1. Now, the first thing that necessarily occurs in the constitution of happiness, is a full and complete deliverance from every evil and every grievance; which we may as certainly expect to meet with in that heavenly life, as it is impossible to be attained while we sojourn here below. All tears shall be wiped away from our eyes, and every cause and occasion of tears for ever removed from our sight. There, there are no tumults, no wars, no poverty, no death, nor disease; there, there is neither mourning, nor fear, nor sin, which is the source and fountain of all other evils; there is neither violence within doors nor without, nor any complaint in the streets of that blessed city. There, no friend goes out, nor enemy comes in.

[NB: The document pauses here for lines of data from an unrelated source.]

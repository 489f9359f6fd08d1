use itertools::Itertools;
use nalgebra::linalg::SymmetricEigen;
use nalgebra::Matrix3;

use crate::group::StemGroup;
use crate::stem::StemMap;

/// A 3-subset of a stem map together with the eigenvalues of its position
/// covariance matrix.
///
/// Eigenvalues are sorted ascending; only their real parts matter downstream
/// (the covariance matrix of real positions is symmetric, so its eigenvalues are
/// guaranteed real).
pub struct StemTriplet<'a> {
    pub group: StemGroup<'a>,
    pub eigenvalues: [f64; 3],
}

impl<'a> StemTriplet<'a> {
    pub fn new(group: StemGroup<'a>) -> Self {
        debug_assert_eq!(group.len(), 3, "a StemTriplet's group must have size 3");
        let eigenvalues = covariance_eigenvalues(&group);
        Self { group, eigenvalues }
    }

    /// A triplet is degenerate (near-colinear) when its two largest eigenvalues
    /// are dominated by the largest one: `lambda_max / (lambda_max + lambda_mid)`
    /// exceeds `linearity_tol`. Three colinear points have one large eigenvalue
    /// along the line and two near-zero eigenvalues perpendicular to it, so this
    /// ratio tends to 1 exactly in the degenerate case.
    pub fn is_degenerate(&self, linearity_tol: f64) -> bool {
        let lambda_mid = self.eigenvalues[1];
        let lambda_max = self.eigenvalues[2];
        lambda_max / (lambda_max + lambda_mid) > linearity_tol
    }
}

fn covariance_eigenvalues(group: &StemGroup) -> [f64; 3] {
    let mean = (group.position(0) + group.position(1) + group.position(2)) / 3.0;
    let centered: Vec<_> = (0..3).map(|i| group.position(i) - mean).collect();

    let mut covariance = Matrix3::zeros();
    for i in 0..3 {
        for j in 0..3 {
            covariance[(i, j)] = centered.iter().map(|p| p[i] * p[j]).sum();
        }
    }

    let symmetric = (covariance + covariance.transpose()) * 0.5;
    let eigen = SymmetricEigen::new(symmetric);
    let mut eigenvalues = [eigen.eigenvalues[0], eigen.eigenvalues[1], eigen.eigenvalues[2]];
    eigenvalues.sort_by(f64::total_cmp);
    eigenvalues
}

/// Enumerate all `C(n, 3)` triplets of distinct stem indices in lexicographic
/// order on the index tuple. Requires `map.len() >= 3`.
pub fn generate_triplets(map: &StemMap) -> Vec<StemGroup<'_>> {
    (0..map.len())
        .combinations(3)
        .map(|idx| StemGroup::new(map, idx))
        .collect()
}

/// Generate triplets and their eigen-spectrum descriptors for every 3-subset of
/// `map`.
pub fn generate_descriptors(map: &StemMap) -> Vec<StemTriplet<'_>> {
    generate_triplets(map)
        .into_iter()
        .map(StemTriplet::new)
        .collect()
}

#[cfg(test)]
mod tests {
    use super::*;
    use crate::stem::Stem;
    use approx::assert_relative_eq;

    #[test]
    fn enumerates_all_triplets_in_lex_order() {
        let map = StemMap::from_stems(vec![
            Stem::new(0.0, 0.0, 0.0, 0.1),
            Stem::new(1.0, 0.0, 0.0, 0.1),
            Stem::new(2.0, 0.0, 0.0, 0.1),
            Stem::new(3.0, 0.0, 0.0, 0.1),
        ]);
        let triplets = generate_triplets(&map);
        let idx_tuples: Vec<_> = triplets.iter().map(|g| g.indices().to_vec()).collect();
        assert_eq!(
            idx_tuples,
            vec![
                vec![0, 1, 2],
                vec![0, 1, 3],
                vec![0, 2, 3],
                vec![1, 2, 3],
            ]
        );
    }

    #[test]
    fn eigenvalues_are_ascending() {
        let map = StemMap::from_stems(vec![
            Stem::new(0.0, 0.0, 0.0, 0.1),
            Stem::new(1.0, 0.3, 0.0, 0.1),
            Stem::new(0.2, 1.0, 0.5, 0.1),
        ]);
        let descriptors = generate_descriptors(&map);
        let eigs = descriptors[0].eigenvalues;
        assert!(eigs[0] <= eigs[1]);
        assert!(eigs[1] <= eigs[2]);
    }

    #[test]
    fn colinear_triplet_is_flagged_degenerate() {
        let map = StemMap::from_stems(vec![
            Stem::new(0.0, 0.0, 0.0, 0.1),
            Stem::new(1.0, 0.0, 0.0, 0.12),
            Stem::new(2.0, 0.0, 0.0, 0.15),
        ]);
        let descriptors = generate_descriptors(&map);
        let triplet = &descriptors[0];
        let ratio = triplet.eigenvalues[2] / (triplet.eigenvalues[2] + triplet.eigenvalues[1]);
        assert!(ratio > 0.975);
        assert!(triplet.is_degenerate(0.975));
    }

    #[test]
    fn non_colinear_triplet_is_not_degenerate() {
        let map = StemMap::from_stems(vec![
            Stem::new(0.0, 0.0, 0.0, 0.1),
            Stem::new(1.0, 0.0, 0.0, 0.1),
            Stem::new(0.0, 1.0, 0.0, 0.1),
        ]);
        let descriptors = generate_descriptors(&map);
        assert!(!descriptors[0].is_degenerate(0.975));
        assert_relative_eq!(descriptors[0].eigenvalues[0], 0.0, epsilon = 1e-12);
    }
}
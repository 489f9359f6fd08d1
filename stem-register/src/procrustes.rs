use nalgebra::{Matrix3, Matrix4, Vector3};

/// The cross-covariance matrix was too ill-conditioned for a stable SVD (e.g. a
/// colinear or duplicated point set). The solver never panics on this; callers
/// should treat the affected candidate as unusable rather than trust its result.
#[derive(Debug, Clone, Copy, PartialEq, Eq)]
pub struct SvdInstability;

impl std::fmt::Display for SvdInstability {
    fn fmt(&self, f: &mut std::fmt::Formatter<'_>) -> std::fmt::Result {
        write!(f, "SVD of the cross-covariance matrix did not converge")
    }
}

impl std::error::Error for SvdInstability {}

/// Closed-form rigid (rotation + translation) alignment of `source` onto `target`
/// by Kabsch/Arun SVD least squares. Both slices must have the same length >= 3
/// and be in matched order (`source[i]` corresponds to `target[i]`).
///
/// Returns the 4x4 homogeneous transform `T` such that `T * source ~= target`.
pub fn solve_rigid_transform(
    source: &[Vector3<f64>],
    target: &[Vector3<f64>],
) -> Result<Matrix4<f64>, SvdInstability> {
    assert_eq!(source.len(), target.len());
    assert!(source.len() >= 3);

    let n = source.len() as f64;
    let p_bar: Vector3<f64> = source.iter().sum::<Vector3<f64>>() / n;
    let q_bar: Vector3<f64> = target.iter().sum::<Vector3<f64>>() / n;

    // S = X * Y^T, the 3x3 cross-covariance of the centered point sets.
    let mut s = Matrix3::zeros();
    for (p, q) in source.iter().zip(target.iter()) {
        let x = p - p_bar;
        let y = q - q_bar;
        s += x * y.transpose();
    }

    let svd = s.svd(true, true);
    let (u, v_t) = match (svd.u, svd.v_t) {
        (Some(u), Some(v_t)) => (u, v_t),
        _ => return Err(SvdInstability),
    };
    let v = v_t.transpose();

    // Sign correction so R is a proper rotation (det = +1), never a reflection.
    let det = (v * u.transpose()).determinant();
    let d = Matrix3::new(1.0, 0.0, 0.0, 0.0, 1.0, 0.0, 0.0, 0.0, det.signum());

    let r = v * d * u.transpose();
    let t = q_bar - r * p_bar;

    let mut transform = Matrix4::identity();
    transform.fixed_view_mut::<3, 3>(0, 0).copy_from(&r);
    transform.fixed_view_mut::<3, 1>(0, 3).copy_from(&t);
    Ok(transform)
}
//! CLI for registering two terrestrial laser-scan stem maps.
//!
//! Thin wrapper around the `stem_register` library: parses the stem-map file
//! format, builds a [`stem_register::RegistrationConfig`], calls
//! [`stem_register::register`], and reports the result. All of the actual
//! correspondence search and transform solving lives in the library crate.

mod io;

use std::path::PathBuf;

use anyhow::Result;
use clap::Parser;
use log::info;
use stem_register::{register, RegistrationConfig, DIAMETER_ERROR_TOL, LINEARITY_TOL};

/// Register a source stem map onto a target stem map.
#[derive(Parser)]
#[command(name = "stem-register", about = "Rigid registration of two stem maps", version)]
struct Cli {
    /// Path to the target stem-map file.
    #[arg(long)]
    target: PathBuf,

    /// Path to the source stem-map file.
    #[arg(long)]
    source: PathBuf,

    /// Max Euclidean distance (meters) for the RANSAC growth loop to accept a match.
    #[arg(long)]
    ransac_tol: f64,

    /// Max relative diameter error to accept a correspondence.
    #[arg(long, default_value_t = DIAMETER_ERROR_TOL)]
    diam_tol: f64,

    /// Minimum diameter (exclusive) for a stem-map record to be kept.
    #[arg(long, default_value_t = 0.0)]
    min_diam: f64,

    /// Max lambda_max / (lambda_max + lambda_mid) for a usable triplet.
    #[arg(long, default_value_t = LINEARITY_TOL)]
    linearity_tol: f64,

    /// Keep near-colinear triplets instead of filtering them before pairing.
    #[arg(long)]
    keep_degenerate_triplets: bool,

    /// Increase log verbosity (-v, -vv).
    #[arg(short, long, action = clap::ArgAction::Count)]
    verbose: u8,
}

fn main() -> Result<()> {
    let cli = Cli::parse();

    let default_level = match cli.verbose {
        0 => "warn",
        1 => "info",
        _ => "debug",
    };
    env_logger::Builder::from_env(env_logger::Env::default().default_filter_or(default_level))
        .init();

    let target = io::load_stem_map(&cli.target, cli.min_diam)?;
    let source = io::load_stem_map(&cli.source, cli.min_diam)?;
    info!(
        "loaded {} target stem(s), {} source stem(s)",
        target.len(),
        source.len()
    );

    let config = RegistrationConfig::new(cli.ransac_tol)
        .with_diam_error_tol(cli.diam_tol)
        .with_linearity_tol(cli.linearity_tol)
        .with_filter_degenerate_triplets(!cli.keep_degenerate_triplets);

    let result = register(&target, &source, &config)?;

    println!("Best transform:");
    println!("{}", result.transform);
    println!("MSE: {:e}", result.mse);
    println!("Stems used: {}", result.consensus.len());
    println!("Lonely stems pruned: {}", result.lonely_stems_removed);
    println!(
        "Candidate pairs skipped for numeric instability: {}",
        result.unstable_pairs_skipped
    );
    for (i, (target_stem, source_stem)) in result.consensus.iter().enumerate() {
        println!(
            "  [{i}] target {:?} r={:.3}  <->  source {:?} r={:.3}",
            target_stem.position(),
            target_stem.radius(),
            source_stem.position(),
            source_stem.radius()
        );
    }

    Ok(())
}
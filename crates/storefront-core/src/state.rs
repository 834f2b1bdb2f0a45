use std::any::Any;
use std::cell::RefCell;
use std::fmt;
use std::rc::{Rc, Weak};

type Watcher<T> = dyn Fn(&T) + 'static;

struct StateInner<T: Clone + 'static> {
    value: RefCell<T>,
    watchers: RefCell<Vec<Weak<Watcher<T>>>>,
}

/// Read-only view of a [`MutableState`].
pub struct State<T: Clone + 'static> {
    inner: Rc<StateInner<T>>,
}

/// Observable single-threaded cell.
///
/// Writers never hold the borrow while subscribers run, so a subscriber may
/// read this state or write any other state, including this one.
pub struct MutableState<T: Clone + 'static> {
    inner: Rc<StateInner<T>>,
}

/// Keeps a subscriber registered. Dropping it unsubscribes.
pub struct Subscription {
    _watcher: Box<dyn Any>,
}

impl fmt::Debug for Subscription {
    fn fmt(&self, f: &mut fmt::Formatter<'_>) -> fmt::Result {
        f.debug_struct("Subscription").finish_non_exhaustive()
    }
}

impl<T: Clone + 'static> PartialEq for State<T> {
    fn eq(&self, other: &Self) -> bool {
        Rc::ptr_eq(&self.inner, &other.inner)
    }
}

impl<T: Clone + 'static> Eq for State<T> {}

impl<T: Clone + 'static> Clone for State<T> {
    fn clone(&self) -> Self {
        Self {
            inner: Rc::clone(&self.inner),
        }
    }
}

impl<T: Clone + 'static> PartialEq for MutableState<T> {
    fn eq(&self, other: &Self) -> bool {
        Rc::ptr_eq(&self.inner, &other.inner)
    }
}

impl<T: Clone + 'static> Eq for MutableState<T> {}

impl<T: Clone + 'static> Clone for MutableState<T> {
    fn clone(&self) -> Self {
        Self {
            inner: Rc::clone(&self.inner),
        }
    }
}

impl<T: Clone + 'static> MutableState<T> {
    pub fn new(value: T) -> Self {
        Self {
            inner: Rc::new(StateInner {
                value: RefCell::new(value),
                watchers: RefCell::new(Vec::new()),
            }),
        }
    }

    pub fn as_state(&self) -> State<T> {
        State {
            inner: Rc::clone(&self.inner),
        }
    }

    pub fn with<R>(&self, f: impl FnOnce(&T) -> R) -> R {
        f(&self.inner.value.borrow())
    }

    pub fn value(&self) -> T {
        self.inner.value.borrow().clone()
    }

    pub fn update<R>(&self, f: impl FnOnce(&mut T) -> R) -> R {
        let result = {
            let mut value = self.inner.value.borrow_mut();
            f(&mut value)
        };
        self.notify_watchers();
        result
    }

    /// Like [`update`](Self::update), but subscribers only hear about it when
    /// `f` reports a change.
    pub fn update_if(&self, f: impl FnOnce(&mut T) -> bool) -> bool {
        let changed = {
            let mut value = self.inner.value.borrow_mut();
            f(&mut value)
        };
        if changed {
            self.notify_watchers();
        }
        changed
    }

    pub fn set(&self, value: T) {
        *self.inner.value.borrow_mut() = value;
        self.notify_watchers();
    }

    pub fn subscribe(&self, watcher: impl Fn(&T) + 'static) -> Subscription {
        self.as_state().subscribe(watcher)
    }

    fn notify_watchers(&self) {
        let watchers: Vec<Rc<Watcher<T>>> = {
            let mut watchers = self.inner.watchers.borrow_mut();
            watchers.retain(|w| w.strong_count() > 0);
            watchers.iter().filter_map(Weak::upgrade).collect()
        };
        if watchers.is_empty() {
            return;
        }
        let snapshot = self.inner.value.borrow().clone();
        for watcher in watchers {
            watcher(&snapshot);
        }
    }
}

impl<T: Clone + 'static> State<T> {
    pub fn with<R>(&self, f: impl FnOnce(&T) -> R) -> R {
        f(&self.inner.value.borrow())
    }

    pub fn value(&self) -> T {
        self.inner.value.borrow().clone()
    }

    pub fn subscribe(&self, watcher: impl Fn(&T) + 'static) -> Subscription {
        let watcher: Rc<Watcher<T>> = Rc::new(watcher);
        self.inner.watchers.borrow_mut().push(Rc::downgrade(&watcher));
        Subscription {
            _watcher: Box::new(watcher),
        }
    }
}

impl<T: fmt::Debug + Clone + 'static> fmt::Debug for MutableState<T> {
    fn fmt(&self, f: &mut fmt::Formatter<'_>) -> fmt::Result {
        f.debug_struct("MutableState")
            .field("value", &*self.inner.value.borrow())
            .finish()
    }
}

impl<T: fmt::Debug + Clone + 'static> fmt::Debug for State<T> {
    fn fmt(&self, f: &mut fmt::Formatter<'_>) -> fmt::Result {
        f.debug_struct("State")
            .field("value", &*self.inner.value.borrow())
            .finish()
    }
}

#[cfg(test)]
mod tests {
    use std::cell::Cell;

    use super::*;

    #[test]
    fn subscribers_see_each_update() {
        let state = MutableState::new(1);
        let seen = Rc::new(RefCell::new(Vec::new()));
        let _sub = {
            let seen = Rc::clone(&seen);
            state.subscribe(move |value| seen.borrow_mut().push(*value))
        };

        state.set(2);
        state.update(|value| *value += 10);

        assert_eq!(*seen.borrow(), vec![2, 12]);
    }

    #[test]
    fn dropping_subscription_unsubscribes() {
        let state = MutableState::new(0);
        let hits = Rc::new(Cell::new(0));
        let sub = {
            let hits = Rc::clone(&hits);
            state.subscribe(move |_| hits.set(hits.get() + 1))
        };
        state.set(1);
        drop(sub);
        state.set(2);

        assert_eq!(hits.get(), 1);
    }

    #[test]
    fn update_if_skips_notification_when_unchanged() {
        let state = MutableState::new(5);
        let hits = Rc::new(Cell::new(0));
        let _sub = {
            let hits = Rc::clone(&hits);
            state.subscribe(move |_| hits.set(hits.get() + 1))
        };

        assert!(!state.update_if(|_| false));
        assert!(state.update_if(|value| {
            *value = 6;
            true
        }));

        assert_eq!(hits.get(), 1);
        assert_eq!(state.value(), 6);
    }

    #[test]
    fn subscriber_may_write_back_into_the_same_state() {
        let state = MutableState::new(0);
        let _sub = {
            let writer = state.clone();
            state.subscribe(move |value| {
                if *value == 1 {
                    writer.set(2);
                }
            })
        };

        state.set(1);

        assert_eq!(state.value(), 2);
    }
}
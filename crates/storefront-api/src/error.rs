pub const PRODUCTS_FETCH_FAILED: &str = "Failed to fetch products";
pub const REVIEWS_FETCH_FAILED: &str = "Failed to fetch reviews";
pub const ORDER_SUBMIT_FAILED: &str = "Ошибка при отправке заказа";

/// Failures of a [`ShopApi`](crate::ShopApi) call.
///
/// The `Display` text of `Fetch` and `Submission` is the message shown to
/// the visitor.
#[derive(Debug, thiserror::Error)]
pub enum ApiError {
    /// A catalog or review load was answered with a non-success status.
    #[error("{0}")]
    Fetch(String),

    /// The order endpoint answered with a non-success status.
    #[error("{0}")]
    Submission(String),

    #[error("Failed to fetch: {0}")]
    Transport(#[from] reqwest::Error),

    #[error("Malformed response: {0}")]
    Decode(#[from] serde_json::Error),
}

impl ApiError {
    pub fn products_unavailable() -> Self {
        Self::Fetch(PRODUCTS_FETCH_FAILED.to_owned())
    }

    pub fn reviews_unavailable() -> Self {
        Self::Fetch(REVIEWS_FETCH_FAILED.to_owned())
    }

    pub fn order_rejected() -> Self {
        Self::Submission(ORDER_SUBMIT_FAILED.to_owned())
    }
}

2. Full vigour of body and mind; health, beauty, purity, and perfect tranquillity.

3. The most delightful society of angels, prophets, apostles, martyrs, and all the saints; among whom there are no reproaches, contentions, controversies, nor party spirit, because there are there none of the sources whence they can spring, nor anything to encourage their growth; for there is there, particularly, no ignorance, no blind self-love, no vain-glory, nor envy, which is quite excluded from those Divine regions; but, on the contrary, perfect charity, whereby every one, together with his own felicity, enjoys that of his neighbours, and is happy in the one as well as the other; hence there is among them a kind of infinite reflection and multiplication of happiness, like that of a spacious hall

adorned with gold and precious stones, dignified with a full assembly of kings and potentates, and having its walls quite covered with the brightest looking-glasses.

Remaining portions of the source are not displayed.